Hacker News new | ask | show | jobs
by janwas 37 days ago
In such discussions, whenever you mention abstractions are universally "pretty poor", to the extent anyone is listening, I think this hyperbole can do real damage. Maybe it prevents people from getting relevant performance gains, even if not 100% of the optimum, which is anyway unattainable. And what is the alternative? Not many projects can afford to hand write intrinsics for all platforms. And are you aware that Highway is basically a thin wrapper over intrinsics, which you can still drop down to where it helps?
3 comments

I am aware of Highway. It doesn’t add much value for the kind of SIMD code I write. I have better abstractions because I don’t have to consider portability nearly as much. Some useful constructions don’t have a good expression on weaker SIMD architectures.
To be clear, "better abstractions" here seems to mean macros for assembly language. To each their own.

What bothers me is advocating for this, or denigrating more generally useful alternatives, without mentioning the very narrow niche where this sits.

Video codecs only change every few years. This makes it more worthwhile/feasible to spend eng time on a few kernels.

Even then, not supporting SVE (you don't, right?) gives less incentive for the Arm CPU ecosystem to invest in it, helping keeping us stuck in the NEON local minimum. Not ideal :/

> 100% of the optimum, which is anyway unattainable.

Can you expand on this? Sounds like an interesting discussion.

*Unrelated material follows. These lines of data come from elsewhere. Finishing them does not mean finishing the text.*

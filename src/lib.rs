// src/lib.rs
// Public library surface for the binary and integration tests.

pub mod analyze;
pub mod config;
pub mod forecast;
pub mod ingest;
pub mod metrics;
pub mod pipeline;
pub mod semantic;
pub mod series;
pub mod store;

use std::sync::Arc;

use anyhow::{Context, Result};

// ---- Re-exports for stable public API ----
pub use crate::config::PipelineConfig;
pub use crate::forecast::{forecast_subject, ForecastSnapshot};
pub use crate::pipeline::{
    run_pipeline, run_until_shutdown, spawn_pipeline_scheduler, PipelineContext,
    PipelineRunSummary, RunOptions,
};

/// Context wired to the configured store and the fixture directory.
pub fn context_from_config(cfg: PipelineConfig) -> Result<PipelineContext> {
    let store = store::open_store(&cfg.store).context("opening store")?;
    let fixtures = Arc::new(ingest::providers::fixture::FixtureDir::new(
        cfg.pipeline.fixture_dir.clone(),
    ));
    Ok(PipelineContext::new(cfg, fixtures.clone(), fixtures, store))
}
// src/ingest/providers/player_news.rs
use std::collections::BTreeSet;

use anyhow::{Context, Result};
use chrono::{DateTime, Utc};
use metrics::histogram;
use serde::Deserialize;

use crate::ingest::types::{EventSource, RawEvent};
use crate::ingest::{content_id, normalize_text};

use super::upstream_id;

#[derive(Debug, Deserialize)]
struct Feed {
    items: Vec<serde_json::Value>,
}

#[derive(Debug, Deserialize)]
struct Item {
    #[serde(default)]
    id: Option<IdField>,
    #[serde(default)]
    player: Option<String>,
    #[serde(default)]
    team: Option<String>,
    headline: String,
    #[serde(default)]
    summary: Option<String>,
    published_at: Timestamp,
    #[serde(default, rename = "type")]
    kind: Option<String>,
    #[serde(default)]
    tags: Vec<String>,
}

#[derive(Debug, Deserialize)]
#[serde(untagged)]
enum IdField {
    Num(i64),
    Text(String),
}

#[derive(Debug, Deserialize)]
#[serde(untagged)]
enum Timestamp {
    EpochMs(i64),
    Rfc3339(String),
}

impl Timestamp {
    fn to_ms(&self) -> Option<i64> {
        match self {
            Timestamp::EpochMs(ms) => DateTime::<Utc>::from_timestamp_millis(*ms).map(|_| *ms),
            Timestamp::Rfc3339(s) => DateTime::parse_from_rfc3339(s.trim())
                .ok()
                .map(|dt| dt.with_timezone(&Utc).timestamp_millis()),
        }
    }
}

/// Parse a pro-player news document: `{"items": [...]}`.
///
/// Per item, `headline` and `published_at` are required; items failing
/// validation are rejected whole and the rest of the document is kept.
pub fn parse_feed(json: &str) -> Result<Vec<RawEvent>> {
    let t0 = std::time::Instant::now();
    let feed: Feed = serde_json::from_str(json).context("parsing player news json")?;

    let mut out = Vec::with_capacity(feed.items.len());
    for (idx, value) in feed.items.into_iter().enumerate() {
        let it: Item = match serde_json::from_value(value) {
            Ok(it) => it,
            Err(e) => {
                tracing::debug!(target: "ingest", idx, error = %e, "malformed player news item rejected");
                continue;
            }
        };
        let title = normalize_text(&it.headline);
        if title.is_empty() {
            tracing::debug!(target: "ingest", "player news item without headline rejected");
            continue;
        }
        let Some(published_at_ms) = it.published_at.to_ms() else {
            tracing::debug!(
                target: "ingest",
                id = %crate::ingest::anon_hash(&title),
                "player news item with bad published_at rejected"
            );
            continue;
        };
        let body = normalize_text(it.summary.as_deref().unwrap_or_default());

        let id = match &it.id {
            Some(IdField::Num(n)) => upstream_id(EventSource::ProPlayers, &n.to_string()),
            Some(IdField::Text(s)) if !s.trim().is_empty() => {
                upstream_id(EventSource::ProPlayers, s)
            }
            _ => content_id(EventSource::ProPlayers, published_at_ms, &title, &body),
        };

        let mut tags: BTreeSet<String> = it
            .tags
            .iter()
            .map(|t| t.trim().to_ascii_lowercase())
            .filter(|t| !t.is_empty())
            .collect();
        if let Some(p) = it.player.as_deref().map(str::trim).filter(|p| !p.is_empty()) {
            tags.insert(format!("player:{}", p.to_ascii_lowercase()));
        }
        if let Some(t) = it.team.as_deref().map(str::trim).filter(|t| !t.is_empty()) {
            tags.insert(format!("team:{}", t.to_ascii_lowercase()));
        }
        if let Some(k) = it.kind.as_deref().map(str::trim).filter(|k| !k.is_empty()) {
            tags.insert(format!("type:{}", k.to_ascii_lowercase()));
        }

        out.push(RawEvent {
            id,
            source: EventSource::ProPlayers,
            published_at_ms,
            title,
            body,
            tags,
        });
    }

    histogram!("ingest_parse_ms").record(t0.elapsed().as_secs_f64() * 1_000.0);
    Ok(out)
}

:) I figure there is always something left to improve. For some kernels which really want to keep 30+ live registers, the compiler might not do as good a job as careful manual tuning, so intrinsics can have a bit of a cost. But I also figure optimization time is limited, so better to get 90% of several kernels rather than one to 99%.
Not who you asked but I think the meaning is that since intrinsics for simd are different in each platform, being able to have something that is portable and sometimes works faster is something, while writing for Intel, ARM and a zoo of instruction sets is not an option for some.
Besides Spolsky's law of leaky abstractions, "abstractions" can also result in "lowest common denominator" situations, which are the opposite of performance optimization. Talking negatively about abstractions is not what deals damage; you are shooting the messenger here. It's the abstractions themselves that deal damage when misplaced. "Zero-cost abstractions" is the true hyperbole.
Is this a good faith reply? The particular abstraction we built, and is being discussed, is manifestly and obviously not a lowest common denominator. Looks like you are deploying a second straw man, that of zero cost. In other comments here I acknowledge a cost to intrinsics.